Camp Ashland is located on a flood plain by virtue of its proximity to the Platte River. Due to previous flood issues, the military has steadily increased the camp's flood protection over the years, from a five foot high protective berm/levee, to 3 foot high flood-control barrier doors following a 2015 flood that caused $3.7 million in damage. In March 2019, however, historic flooding ravaged Camp Ashland, causing unprecedented damage. On March 14, 2019, the Salt Creek (Platte River) flooded from the southeast side of the camp, sweeping through with mud and debris. Salt Creek itself crested at 22.11 feet depth. Then, two days later, the Platte River itself broke through the protective levee on the east and northeast side, bringing an even larger flood of water along with debris, sand, and mud across the camp. In all, 51 of the 62 buildings in the camp were heavily damaged or destroyed. It was the worst disaster in the camp's 100-year history, with water cresting along the camp anywhere from 5 to 7 feet (well above the flood-control doors), forcing extensive repairs to nearly every area of the camp. Any scheduled training that could still be conducted was moved to alternate locations, with many training events being cancelled. The only buildings on camp to escape significant damage were those built on stilts in 1997. Currently, Nebraska military representatives would like to expand that plan to so that any replacement buildings would also be raised on stilts.
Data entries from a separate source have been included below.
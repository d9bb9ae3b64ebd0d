use anyhow::{Context, Result};
use serde::{Deserialize, Serialize};
use std::fs;
use std::path::{Path, PathBuf};
use std::time::Duration;

use crate::collection::{Keyed, OrderedCollection};
use crate::constants::{
    ALWAYS_VISIBLE_FOLDERS, DEFAULT_BATCH_SIZE, DEFAULT_INITIAL_BATCHES,
    DEFAULT_MAX_CONCURRENT_REQUESTS, DEFAULT_SYNC_INTERVAL_MS, DEFAULT_UNDO_MS,
};

#[derive(Debug, Clone, Default, Serialize, Deserialize)]
pub struct Config {
    /// Configured mail accounts, in display order
    #[serde(default)]
    pub accounts: OrderedCollection<AccountConfig>,
    /// Extra folders shown as board columns, in display order
    #[serde(default)]
    pub columns: OrderedCollection<String>,
    #[serde(default)]
    pub system: SystemConfig,
}

#[derive(Debug, Clone, PartialEq, Eq, Serialize, Deserialize)]
pub struct AccountConfig {
    /// Unique account key; prefixes every canonical message id
    pub name: String,
    #[serde(default)]
    pub display_name: Option<String>,
}

impl AccountConfig {
    pub fn new(name: impl Into<String>) -> Self {
        Self {
            name: name.into(),
            display_name: None,
        }
    }

    /// Get the display name or fall back to the account key
    pub fn display_name_or_name(&self) -> &str {
        self.display_name.as_deref().unwrap_or(&self.name)
    }
}

impl Keyed for AccountConfig {
    fn key(&self) -> &str {
        &self.name
    }
}

#[derive(Debug, Clone, Serialize, Deserialize)]
pub struct SystemConfig {
    /// Emails requested per fetch
    #[serde(default = "default_batch_size")]
    pub batch_size: u32,
    /// Batches loaded on the first fetch of a folder
    #[serde(default = "default_initial_batches")]
    pub initial_batches: u32,
    #[serde(default = "default_sync_interval_ms")]
    pub sync_interval_ms: u64,
    /// Undo window for star/move/archive/trash
    #[serde(default = "default_undo_ms")]
    pub undo_ms: u64,
    #[serde(default = "default_max_concurrent_requests")]
    pub max_concurrent_requests: usize,
    /// Merge top-level threads sharing a normalized subject
    #[serde(default)]
    pub group_threads_by_subject: bool,
}

impl Default for SystemConfig {
    fn default() -> Self {
        Self {
            batch_size: default_batch_size(),
            initial_batches: default_initial_batches(),
            sync_interval_ms: default_sync_interval_ms(),
            undo_ms: default_undo_ms(),
            max_concurrent_requests: default_max_concurrent_requests(),
            group_threads_by_subject: false,
        }
    }
}

fn default_batch_size() -> u32 {
    DEFAULT_BATCH_SIZE
}

fn default_initial_batches() -> u32 {
    DEFAULT_INITIAL_BATCHES
}

fn default_sync_interval_ms() -> u64 {
    DEFAULT_SYNC_INTERVAL_MS
}

fn default_undo_ms() -> u64 {
    DEFAULT_UNDO_MS
}

fn default_max_concurrent_requests() -> usize {
    DEFAULT_MAX_CONCURRENT_REQUESTS
}

impl Config {
    pub fn config_dir() -> Result<PathBuf> {
        let dir = dirs::config_dir()
            .context("Could not find config directory")?
            .join("mailboard");
        Ok(dir)
    }

    pub fn config_path() -> Result<PathBuf> {
        Ok(Self::config_dir()?.join("config.toml"))
    }

    pub fn account_keys(&self) -> Vec<String> {
        self.accounts.keys().map(str::to_string).collect()
    }

    /// Folders that back primary navigation
    pub fn always_visible_folders(&self) -> Vec<String> {
        ALWAYS_VISIBLE_FOLDERS.iter().map(|f| f.to_string()).collect()
    }

    pub fn is_always_visible(folder: &str) -> bool {
        ALWAYS_VISIBLE_FOLDERS.contains(&folder)
    }

    /// Every folder that gets a column: navigation aliases first, then the
    /// configured board columns.
    pub fn visible_folders(&self) -> Vec<String> {
        let mut folders = self.always_visible_folders();
        for column in &self.columns {
            if !folders.contains(column) {
                folders.push(column.clone());
            }
        }
        folders
    }

    pub fn undo_delay(&self) -> Duration {
        Duration::from_millis(self.system.undo_ms)
    }

    pub fn sync_interval(&self) -> Duration {
        Duration::from_millis(self.system.sync_interval_ms)
    }

    /// Batch size used the first time a folder is loaded
    pub fn initial_batch_size(&self) -> u32 {
        self.system.batch_size * self.system.initial_batches.max(1)
    }

    pub fn load() -> Result<Self> {
        let path = Self::config_path()?;

        if !path.exists() {
            anyhow::bail!(
                "Configuration file not found at {}\n\
                 Please create a config file. Example:\n\n\
                 columns = [\"todo\", \"waiting\"]\n\n\
                 [[accounts]]\n\
                 name = \"work\"\n\n\
                 [system]\n\
                 undo_ms = 5000",
                path.display()
            );
        }

        Self::load_from(&path)
    }

    pub fn load_from(path: &Path) -> Result<Self> {
        let content = fs::read_to_string(path)
            .with_context(|| format!("Failed to read config file: {}", path.display()))?;

        let config: Self = toml::from_str(&content)
            .with_context(|| format!("Failed to parse config file: {}", path.display()))?;

        config
            .accounts
            .validate()
            .with_context(|| format!("Invalid accounts in config file: {}", path.display()))?;
        config
            .columns
            .validate()
            .with_context(|| format!("Invalid columns in config file: {}", path.display()))?;

        Ok(config)
    }

    pub fn save(&self) -> Result<()> {
        self.save_to(&Self::config_path()?)
    }

    pub fn save_to(&self, path: &Path) -> Result<()> {
        if let Some(dir) = path.parent() {
            fs::create_dir_all(dir)
                .with_context(|| format!("Failed to create config directory: {}", dir.display()))?;
        }

        let content = toml::to_string_pretty(self).context("Failed to serialize config")?;

        fs::write(path, content)
            .with_context(|| format!("Failed to write config file: {}", path.display()))?;

        Ok(())
    }
}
==2020 coronavirus quarantine==

In late January, 2020, during the SARS-CoV-2 outbreak in Wuhan, China, the Chinese government halted nearly all transit to and from the city. The United States government began arranging for American diplomats and citizens to be evacuated from the area through the use of charter flights. Starting on February 5, 2020, more than 350 Americans were flown to the United States where they would begin a two-week quarantine protocol to ensure they were not infected. The first 195 Americans to arrive from Wuhan were housed at Travis Air Force Base in Fairfield, California. Other American evacuees were flown to Marine Corps Air Station Miramar in San Diego, California. Camp Ashland was selected as one of the quarantine sites by the Centers for Disease Control (CDC) due to the close proximity of the University of Nebraska Medical Center National Quarantine Center and Nebraska Biocontainment Unit (NBU). The NBU first gained international attention for the care of patients during the 2014 Ebola outbreak.
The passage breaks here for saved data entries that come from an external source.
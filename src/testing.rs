//! Builders and a scripted transport shared by the unit tests.

use std::collections::{BTreeMap, HashMap, HashSet, VecDeque};
use std::sync::Mutex;
use std::sync::atomic::{AtomicUsize, Ordering};
use std::time::Duration;

use async_trait::async_trait;
use chrono::{DateTime, TimeZone, Utc};
use tokio::sync::watch;

use crate::error::{TransportError, TransportErrorKind};
use crate::mail::transport::{MailTransport, TransferKind};
use crate::mail::types::{
    FetchResult, FetchedEmail, FolderQuery, Message, SyncResult, account_message_id,
};

pub fn at(secs: i64) -> DateTime<Utc> {
    Utc.timestamp_opt(secs, 0).single().unwrap()
}

/// A transport record as a server would return it.
pub fn fetched(uid: u32, message_id: &str, secs: i64) -> FetchedEmail {
    FetchedEmail {
        uid,
        message_id: Some(message_id.to_string()),
        in_reply_to: None,
        references: Vec::new(),
        flags: Default::default(),
        date: at(secs),
        subject: format!("Subject of {}", message_id),
        from: Vec::new(),
        to: Vec::new(),
        cc: Vec::new(),
        excerpt: None,
    }
}

/// A canonical message in `account`'s inbox with account-scoped references.
pub fn message(account: &str, id: &str, references: &[&str], secs: i64) -> Message {
    Message {
        account_key: account.to_string(),
        message_id: id.to_string(),
        account_message_id: account_message_id(account, id),
        folder_uids: BTreeMap::from([("inbox".to_string(), (secs % 100_000) as u32)]),
        references: references
            .iter()
            .map(|reference| account_message_id(account, reference))
            .collect(),
        original_references: references.iter().map(|r| r.to_string()).collect(),
        in_reply_to: None,
        flags: Default::default(),
        date: at(secs),
        subject: format!("Subject of {}", id),
        from: Vec::new(),
        to: Vec::new(),
        cc: Vec::new(),
        excerpt: None,
    }
}

#[derive(Debug, Clone, PartialEq)]
pub enum TransportCall {
    Fetch {
        account: String,
        folder: String,
        query: FolderQuery,
    },
    Sync {
        account: String,
        folder: String,
        query: FolderQuery,
    },
    MoveOrCopy {
        account: String,
        uids: Vec<u32>,
        from: String,
        to: String,
        kind: TransferKind,
    },
    SetFlag {
        account: String,
        folder: String,
        uids: Vec<u32>,
        flag: String,
        on: bool,
    },
}

/// In-memory transport. Fetches return whatever was scripted for the
/// account/folder, syncs pop scripted results in order, pushes succeed unless
/// told otherwise. Every call is recorded.
pub struct MockTransport {
    fetches: Mutex<HashMap<(String, String), FetchResult>>,
    searches: Mutex<HashMap<(String, String, String), FetchResult>>,
    syncs: Mutex<HashMap<(String, String), VecDeque<SyncResult>>>,
    failing_accounts: Mutex<HashSet<String>>,
    fail_pushes: Mutex<bool>,
    calls: Mutex<Vec<TransportCall>>,
    latency: Mutex<Duration>,
    open: watch::Sender<bool>,
    running: AtomicUsize,
    peak: AtomicUsize,
}

impl Default for MockTransport {
    fn default() -> Self {
        Self::new()
    }
}

impl MockTransport {
    pub fn new() -> Self {
        Self {
            fetches: Mutex::new(HashMap::new()),
            searches: Mutex::new(HashMap::new()),
            syncs: Mutex::new(HashMap::new()),
            failing_accounts: Mutex::new(HashSet::new()),
            fail_pushes: Mutex::new(false),
            calls: Mutex::new(Vec::new()),
            latency: Mutex::new(Duration::ZERO),
            open: watch::channel(true).0,
            running: AtomicUsize::new(0),
            peak: AtomicUsize::new(0),
        }
    }

    pub fn set_fetch(&self, account: &str, folder: &str, emails: Vec<FetchedEmail>) {
        let result = FetchResult {
            meta: crate::mail::types::FolderMeta {
                count: emails.len() as u32,
                exists: true,
            },
            emails,
        };
        self.fetches
            .lock()
            .unwrap()
            .insert((account.to_string(), folder.to_string()), result);
    }

    /// Results for fetches carrying `term`. Searches without a scripted
    /// result fall back to the plain fetch result.
    pub fn set_search(&self, account: &str, folder: &str, term: &str, emails: Vec<FetchedEmail>) {
        let result = FetchResult {
            meta: crate::mail::types::FolderMeta {
                count: emails.len() as u32,
                exists: true,
            },
            emails,
        };
        self.searches.lock().unwrap().insert(
            (account.to_string(), folder.to_string(), term.to_string()),
            result,
        );
    }

    pub fn push_sync(&self, account: &str, folder: &str, result: SyncResult) {
        self.syncs
            .lock()
            .unwrap()
            .entry((account.to_string(), folder.to_string()))
            .or_default()
            .push_back(result);
    }

    pub fn fail_account(&self, account: &str) {
        self.failing_accounts.lock().unwrap().insert(account.to_string());
    }

    pub fn fail_pushes(&self, fail: bool) {
        *self.fail_pushes.lock().unwrap() = fail;
    }

    pub fn set_latency(&self, latency: Duration) {
        *self.latency.lock().unwrap() = latency;
    }

    /// Block every call until `release`.
    pub fn hold(&self) {
        self.open.send_replace(false);
    }

    pub fn release(&self) {
        self.open.send_replace(true);
    }

    pub fn calls(&self) -> Vec<TransportCall> {
        self.calls.lock().unwrap().clone()
    }

    pub fn sync_calls(&self) -> Vec<(String, String, FolderQuery)> {
        self.calls()
            .into_iter()
            .filter_map(|call| match call {
                TransportCall::Sync {
                    account,
                    folder,
                    query,
                } => Some((account, folder, query)),
                _ => None,
            })
            .collect()
    }

    pub fn fetch_calls(&self) -> Vec<(String, String, FolderQuery)> {
        self.calls()
            .into_iter()
            .filter_map(|call| match call {
                TransportCall::Fetch {
                    account,
                    folder,
                    query,
                } => Some((account, folder, query)),
                _ => None,
            })
            .collect()
    }

    pub fn push_calls(&self) -> Vec<TransportCall> {
        self.calls()
            .into_iter()
            .filter(|call| {
                matches!(
                    call,
                    TransportCall::MoveOrCopy { .. } | TransportCall::SetFlag { .. }
                )
            })
            .collect()
    }

    /// Highest number of calls that were running at the same time.
    pub fn peak_concurrency(&self) -> usize {
        self.peak.load(Ordering::SeqCst)
    }

    async fn enter(&self, call: TransportCall) {
        self.calls.lock().unwrap().push(call);
        let now = self.running.fetch_add(1, Ordering::SeqCst) + 1;
        self.peak.fetch_max(now, Ordering::SeqCst);

        let mut open = self.open.subscribe();
        loop {
            let is_open = *open.borrow_and_update();
            if is_open || open.changed().await.is_err() {
                break;
            }
        }

        let latency = *self.latency.lock().unwrap();
        if !latency.is_zero() {
            tokio::time::sleep(latency).await;
        }
        self.running.fetch_sub(1, Ordering::SeqCst);
    }

    fn check_account(&self, account: &str) -> Result<(), TransportError> {
        if self.failing_accounts.lock().unwrap().contains(account) {
            return Err(TransportError::network(format!("{} is unreachable", account)));
        }
        Ok(())
    }

    fn check_push(&self, account: &str) -> Result<(), TransportError> {
        self.check_account(account)?;
        if *self.fail_pushes.lock().unwrap() {
            return Err(TransportError::new(
                TransportErrorKind::Rejected,
                "server refused the change",
            ));
        }
        Ok(())
    }
}

#[async_trait]
impl MailTransport for MockTransport {
    async fn fetch_folder(
        &self,
        account: &str,
        folder: &str,
        query: &FolderQuery,
    ) -> Result<FetchResult, TransportError> {
        self.enter(TransportCall::Fetch {
            account: account.to_string(),
            folder: folder.to_string(),
            query: query.clone(),
        })
        .await;
        self.check_account(account)?;

        if let Some(term) = &query.query {
            let key = (account.to_string(), folder.to_string(), term.clone());
            if let Some(result) = self.searches.lock().unwrap().get(&key) {
                return Ok(result.clone());
            }
        }

        Ok(self
            .fetches
            .lock()
            .unwrap()
            .get(&(account.to_string(), folder.to_string()))
            .cloned()
            .unwrap_or_default())
    }

    async fn sync_folder(
        &self,
        account: &str,
        folder: &str,
        query: &FolderQuery,
    ) -> Result<SyncResult, TransportError> {
        self.enter(TransportCall::Sync {
            account: account.to_string(),
            folder: folder.to_string(),
            query: query.clone(),
        })
        .await;
        self.check_account(account)?;

        Ok(self
            .syncs
            .lock()
            .unwrap()
            .get_mut(&(account.to_string(), folder.to_string()))
            .and_then(VecDeque::pop_front)
            .unwrap_or_default())
    }

    async fn move_or_copy(
        &self,
        account: &str,
        uids: &[u32],
        from_folder: &str,
        to_folder: &str,
        kind: TransferKind,
    ) -> Result<(), TransportError> {
        self.enter(TransportCall::MoveOrCopy {
            account: account.to_string(),
            uids: uids.to_vec(),
            from: from_folder.to_string(),
            to: to_folder.to_string(),
            kind,
        })
        .await;
        self.check_push(account)
    }

    async fn set_flag(
        &self,
        account: &str,
        folder: &str,
        uids: &[u32],
        flag: &str,
        on: bool,
    ) -> Result<(), TransportError> {
        self.enter(TransportCall::SetFlag {
            account: account.to_string(),
            folder: folder.to_string(),
            uids: uids.to_vec(),
            flag: flag.to_string(),
            on,
        })
        .await;
        self.check_push(account)
    }
}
57 Americans arrived from Wuhan at Eppley Airfield, Omaha, Nebraska on February 7, 2020. Many had been traveling for more than 40 hours, with multiple medical screenings. These passengers were examined by medical staff upon arrival, found to be free of symptoms, and were taken to Camp Ashland at around 10 p.m. that evening to begin their two-week quarantine. During their stay, they were screened twice a day for symptoms. Medical officials working with evacuees at Camp Ashland wore protective gear during the screenings. A building was made available with exercise equipment, and residents were given cell phones for communication. Local and federal officials emphasized that the quarantine was precautionary, and that the 57 persons staying at Camp Ashland were not sick, and had exhibited no symptoms. The quarantined residents were housed separately and had no interaction with Soldiers and employees at Camp Ashland, who continued day-to-day operations at the camp. One female was taken to UNMC as a precaution after developing a cough, but was cleared after testing for the virus came up negative. On February 20, 2020, the end of the 14 day quarantine, none of the 57 quarantined persons had developed the virus, and all were allowed to leave Camp Ashland.